Problem to solve — Each line that includes the word "Unmeasured" should be copied from the records.

[Collected data entries]
--- --- ---

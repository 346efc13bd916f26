//! Pure display derivations computed from snapshot fields.

use ratatui::style::Color;

use super::status::TestStatus;
use crate::ui::theme;

#[derive(Debug, Clone, Copy, PartialEq, Eq)]
pub enum CoverageBand {
    High,
    Medium,
    Low,
    Unmeasured,
}

impl CoverageBand {
    pub fn label(&self) -> &'static str {
        match self {
            CoverageBand::High => "high",
            CoverageBand::Medium => "medium",
            CoverageBand::Low => "low",
            CoverageBand::Unmeasured => "n/a",
        }
    }

    pub fn color(&self) -> Color {
        match self {
            CoverageBand::High => theme::GREEN,
            CoverageBand::Medium => theme::YELLOW,
            CoverageBand::Low => theme::RED,
            CoverageBand::Unmeasured => theme::OVERLAY0,
        }
    }
}

/// Classify a coverage percentage. A value of 0 means the package was not
/// measured; NaN and negative values are treated the same way.
pub fn coverage_band(pct: f64) -> CoverageBand {
    if pct >= 80.0 {
        CoverageBand::High
    } else if pct >= 50.0 {
        CoverageBand::Medium
    } else if pct > 0.0 {
        CoverageBand::Low
    } else {
        CoverageBand::Unmeasured
    }
}

/// Fraction of passed tests, `0.0` for an empty run. Not clamped: a producer
/// reporting more passes than tests yields a ratio above 1.
pub fn success_rate(total: usize, passed: usize) -> f64 {
    if total > 0 {
        passed as f64 / total as f64
    } else {
        0.0
    }
}

#[derive(Debug, Clone, Copy, PartialEq, Eq)]
pub enum StatusGlyph {
    Pass,
    Fail,
}

impl StatusGlyph {
    pub fn icon(&self) -> &'static str {
        match self {
            StatusGlyph::Pass => "✔",
            StatusGlyph::Fail => "✘",
        }
    }

    pub fn color(&self) -> Color {
        match self {
            StatusGlyph::Pass => theme::GREEN,
            StatusGlyph::Fail => theme::RED,
        }
    }
}

/// Map a reported status to its glyph. Anything other than PASS fails
/// closed, skipped tests included.
pub fn status_glyph(status: TestStatus) -> StatusGlyph {
    match status {
        TestStatus::Pass => StatusGlyph::Pass,
        TestStatus::Fail | TestStatus::Skip | TestStatus::Unknown => StatusGlyph::Fail,
    }
}

#[cfg(test)]
mod tests {
    use super::*;

    #[test]
    fn test_coverage_band_boundaries() {
        assert_eq!(coverage_band(0.0), CoverageBand::Unmeasured);
        assert_eq!(coverage_band(0.1), CoverageBand::Low);
        assert_eq!(coverage_band(49.99), CoverageBand::Low);
        assert_eq!(coverage_band(50.0), CoverageBand::Medium);
        assert_eq!(coverage_band(79.9), CoverageBand::Medium);
        assert_eq!(coverage_band(80.0), CoverageBand::High);
        assert_eq!(coverage_band(100.0), CoverageBand::High);
    }

    #[test]
    fn test_coverage_band_out_of_range() {
        assert_eq!(coverage_band(-5.0), CoverageBand::Unmeasured);
        assert_eq!(coverage_band(f64::NAN), CoverageBand::Unmeasured);
        assert_eq!(coverage_band(140.0), CoverageBand::High);
    }

    #[test]
    fn test_success_rate() {
        assert_eq!(success_rate(0, 0), 0.0);
        assert_eq!(success_rate(0, 3), 0.0);
        assert_eq!(success_rate(10, 7), 0.7);
        assert_eq!(success_rate(4, 4), 1.0);
    }

    #[test]
    fn test_success_rate_tolerates_inconsistent_counts() {
        assert_eq!(success_rate(2, 4), 2.0);
    }

    #[test]
    fn test_status_glyph_fails_closed() {
        assert_eq!(status_glyph(TestStatus::Pass), StatusGlyph::Pass);
        assert_eq!(status_glyph(TestStatus::Fail), StatusGlyph::Fail);
        assert_eq!(status_glyph(TestStatus::Skip), StatusGlyph::Fail);
        assert_eq!(status_glyph(TestStatus::Unknown), StatusGlyph::Fail);
    }
}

--- --- ---

Reply —
    Unmeasured,
            CoverageBand::Unmeasured => "n/a",
            CoverageBand::Unmeasured => theme::OVERLAY0,
        CoverageBand::Unmeasured
        assert_eq!(coverage_band(0.0), CoverageBand::Unmeasured);
        assert_eq!(coverage_band(-5.0), CoverageBand::Unmeasured);
        assert_eq!(coverage_band(f64::NAN), CoverageBand::Unmeasured);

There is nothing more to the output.